10 de março, de 2013 | 00:00
Números alarmantes de crimes ambientais
Registro de crimes ambientais no Vale do Aço revelam números preocupantes
IPATINGA - Para muitos, parecia um dia de trabalho corriqueiro. Em um terreno localizado na rua Tiradentes, no bairro Cidade Nobre, um maquinário fazia a raspagem do solo e retirava a vegetação que ali existia, provavelmente, para abrir espaço a uma edificação. Mas, a poucos metros da área do desmate passa o ribeirão Ipanema, importante curso d'água do município. O cenário de crime ambiental, flagrado esta semana pela Polícia de Meio Ambiente, está longe de ser uma situação atípica. A devastação de Áreas de Preservação Permanente (APP) tem dados alarmantes no Vale do Aço e seu combate representa um desafio no dia a dia dos militares.O flagrante no bairro Cidade Nobre, possível por meio de uma denúncia anônima, levou à detenção do maquinista, que sequer possuía registro para a atividade, e o proprietário de parte da área. Autuados administrativamente, eles agora irão responder processo junto ao Ministério Público, órgão curador do Meio Ambiente.

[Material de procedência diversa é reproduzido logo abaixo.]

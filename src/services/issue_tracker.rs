use async_trait::async_trait;
use serde_json::{Map, Value};

use crate::domain::comment::Comment;
use crate::domain::fields::{FieldCatalog, ResolvedFields};
use crate::domain::ticket::Transition;
use crate::error::AppResult;

/// An issue as returned by the tracker, fields keyed by field id.
#[derive(Debug, Clone)]
pub struct IssueRecord {
    pub key: String,
    pub id: String,
    pub fields: Map<String, Value>,
}

/// Read side of the tracker. Always backed by the real tracker.
#[async_trait]
pub trait IssueReader: Send + Sync {
    async fn get_issue(&self, key: &str) -> AppResult<IssueRecord>;
    async fn get_comment(&self, issue_key: &str, comment_id: &str) -> AppResult<Comment>;
    async fn search(&self, jql: &str, max_results: usize) -> AppResult<Vec<String>>;
    async fn transitions(&self, issue_key: &str) -> AppResult<Vec<Transition>>;
    async fn field_catalog(&self) -> AppResult<FieldCatalog>;
}

/// Write side of the tracker. Dry-run swaps in an implementation that only logs.
#[async_trait]
pub trait IssueWriter: Send + Sync {
    async fn add_comment(&self, issue_key: &str, body: &str) -> AppResult<Comment>;
    async fn update_comment(
        &self,
        issue_key: &str,
        comment_id: &str,
        body: &str,
    ) -> AppResult<Comment>;
    async fn assign(&self, issue_key: &str, assignee: Option<&str>) -> AppResult<()>;
    async fn transition(
        &self,
        issue_key: &str,
        transition: &Transition,
        fields: &ResolvedFields,
        comment: Option<&str>,
    ) -> AppResult<()>;
    async fn update_fields(&self, issue_key: &str, fields: &ResolvedFields) -> AppResult<()>;
}
use std::io;

use thiserror::Error;

#[derive(Debug, Error)]
pub enum AppError {
    #[error("configuration error: {0}")]
    Configuration(String),
    #[error("issue tracker error: {0}")]
    IssueTracker(String),
    #[error("not found: {0}")]
    NotFound(String),
    #[error("language model error: {0}")]
    LanguageModel(String),
    #[error("failed to parse model output: {0}")]
    Parse(String),
    #[error("unexpected major classification {0}")]
    UnexpectedCategory(String),
    #[error("{0}: only workflows within the `workflows` namespace are valid")]
    WorkflowNamespace(String),
    #[error("workflow error: {0}")]
    Workflow(String),
    #[error("template error: {0}")]
    Template(String),
    #[error(transparent)]
    Io(#[from] io::Error),
}

pub type AppResult<T> = Result<T, AppError>;

impl From<minijinja::Error> for AppError {
    fn from(err: minijinja::Error) -> Self {
        AppError::Template(err.to_string())
    }
}

/// Renders an error followed by every error in its `source` chain, one per line.
pub fn error_trace(error: &(dyn std::error::Error + 'static)) -> String {
    let mut trace = format!("Error: {error}");
    let mut source = error.source();
    while let Some(cause) = source {
        trace.push_str(&format!("\nCaused by: {cause}"));
        source = cause.source();
    }
    trace
}

#[cfg(test)]
mod tests {
    use super::*;

    #[derive(Debug, Error)]
    enum PostError {
        #[error("failed to post reply")]
        Reply(#[source] io::Error),
    }

    #[test]
    fn trace_includes_source_chain() {
        let err = PostError::Reply(io::Error::other("disk on fire"));

        let trace = error_trace(&err);

        assert_eq!(trace, "Error: failed to post reply\nCaused by: disk on fire");
    }

    #[test]
    fn trace_without_source_is_a_single_line() {
        let err = AppError::Workflow("mailbox unavailable".to_string());
        assert_eq!(error_trace(&err), "Error: workflow error: mailbox unavailable");
    }

    #[test]
    fn unexpected_category_message_names_the_category() {
        let err = AppError::UnexpectedCategory("Something else".to_string());
        assert_eq!(
            err.to_string(),
            "unexpected major classification Something else"
        );
    }
}
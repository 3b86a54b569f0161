pub mod completion;
pub mod issue_tracker;
pub mod language_model;
pub mod tracker;

pub use completion::CompletionFacade;
pub use issue_tracker::{IssueReader, IssueRecord, IssueWriter};
pub use language_model::{LanguageModelService, ResponseFormat};
pub use tracker::IssueTracker;
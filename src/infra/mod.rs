pub mod dryrun;
pub mod jira;
pub mod llm;
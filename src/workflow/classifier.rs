use std::sync::Arc;

use minijinja::context;
use serde_json::Value;

use crate::domain::classification::{Category, Classification};
use crate::domain::ticket::{EMAIL_BODY_FIELD, Ticket};
use crate::error::{AppError, AppResult};
use crate::services::{CompletionFacade, LanguageModelService};
use crate::templating::render_template;

const SYSTEM_PROMPT_TEMPLATE: &str = r#"
As an AI assistant to a Security and Privacy Officer,
your task is to classify incoming email messages into relevant categories.
Only classify tickets in the two major classifications 'Security' and 'Privacy'. Use
the following guidelines:
{% for category in categories %}
{{ category.name }}-Related Queries:
- Classify as one of the following:
{% for label in category.labels %}  • {{ label }}
{% endfor %}  • If none fit, classify as "{{ category.generic }}".
{% endfor %}
Respond only in JSON format with fields for 'category', 'subcategory', 'why'
(explanation for your classification), and 'confidence' (your confidence level
in the classification).

Example:
{
  "category": "Security",
  "subcategory": "Phishing e-mails",
  "why": "The email contains characteristics of a phishing attempt, such as...",
  "confidence": "High"
}
"#;

pub fn system_prompt() -> AppResult<String> {
    let categories: Vec<_> = Category::ALL
        .iter()
        .map(|category| {
            context! {
                name => category.as_str(),
                generic => category.generic_label(),
                labels => category
                    .subcategories()
                    .iter()
                    .map(|(label, _)| *label)
                    .collect::<Vec<_>>(),
            }
        })
        .collect();
    render_template(SYSTEM_PROMPT_TEMPLATE, context! { categories => categories })
}

pub struct TicketClassifier {
    completion: CompletionFacade,
}

impl TicketClassifier {
    pub fn new(model: Arc<dyn LanguageModelService>) -> AppResult<Self> {
        Ok(Self {
            completion: CompletionFacade::new(model, system_prompt()?),
        })
    }

    pub async fn classify(&self, ticket: &Ticket) -> AppResult<Classification> {
        let body = ticket.field_str(EMAIL_BODY_FIELD).unwrap_or_default();
        let reply = self.completion.create_json_completion(body).await?;

        let category = Category::parse(required_str(&reply, "category")?)?;
        let subcategory = required_str(&reply, "subcategory")?;

        Ok(Classification {
            category,
            subcategory: subcategory.to_string(),
            mapped_subcategory: category.map_subcategory(subcategory),
            confidence: required_text(&reply, "confidence")?,
            rationale: required_text(&reply, "why")?,
        })
    }
}

fn required_str<'a>(reply: &'a Value, key: &str) -> AppResult<&'a str> {
    reply
        .get(key)
        .and_then(Value::as_str)
        .ok_or_else(|| AppError::Parse(format!("classification is missing string field '{key}'")))
}

/// Any JSON value is accepted; non-strings are rendered as JSON text.
fn required_text(reply: &Value, key: &str) -> AppResult<String> {
    match reply.get(key) {
        Some(Value::String(text)) => Ok(text.clone()),
        Some(other) => Ok(other.to_string()),
        None => Err(AppError::Parse(format!(
            "classification is missing field '{key}'"
        ))),
    }
}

O atual Código Florestal estabelece como APPs as florestas e demais formas de vegetação natural situadas às margens de lagos ou rios; os altos de morros; encostas com inclinação maior que 45º; e as áreas com altitude superior a 1.800 metros, com qualquer cobertura vegetal. Além das APPs, há as Áreas de Proteção Ambiental (APA), criadas por meio de Lei, que são unidades de conservação dotadas de recursos naturais.
Responsável pelo Pelotão da PM de Meio Ambiente sediado no bairro Amaro Lanari, o tenente Átila Porto ressalta que há áreas de preservação por todo o Vale do Aço. "A região ainda é privilegiada com a riqueza de unidades de conservação, como APPs e APAs", resumiu.
No entanto, o cenário rico de biodiversidade da região é palco de crimes ambientais que tendem a reduzi-lo. Somente em 2012, a Polícia de Meio Ambiente do Vale do Aço contabilizou 508 intervenções irregulares na flora dos 22 municípios do Colar Metropolitano sob a jurisdição da unidade militar. No ano anterior, foram 462 boletins de ocorrência registrados. As atividades irregulares de supressão da vegetação em áreas proibidas teve aumento de 10%.
"O que acontece muito no município é que um empreendedor compra um terreno próximo a um curso d'água e não respeita a margem mínima de distância da APP, ampliando o empreendimento. Mesmo se não houver mata ciliar, a distância mínima - de pelo menos 15 metros, de acordo com o módulo fiscal - deve ser respeitada. E nesses casos, o problema não é a falta de informação, mas negligência. A maioria desses empreendedores tem conhecimento, mas fazem acreditando que não terá fiscalização", explicou Átila Porto.
Desafio
O maior desafio para combater as atividades lesivas ao meio ambiente, segundo Átila Porto, é fiscalizar a extensão de todos os municípios que a Companhia abrange. O recebimento de denúncias é, conforme o oficial, o maior aliado no trabalho dos policiais. "Dependemos muito das denúncias até mesmo porque a área pela qual o departamento é responsável é muito grande. Um crime ambiental atinge a toda sociedade, de forma direta ou indiretamente. O impacto que os danos ambientais causam ao ser humano são imensuráveis, como a poluição de afluentes, por exemplo", argumentou.
Irregularidades ambientais podem ser notificadas à 12ª Região de Polícia Militar, por meio do site www.policiamilitar.mg.gov.br. Um número de protocolo é gerado para acompanhamento da denúncia. Denúncias anônimas também podem ser feitas pelo telefone (31) 3825-7633. O plantão funciona 24h.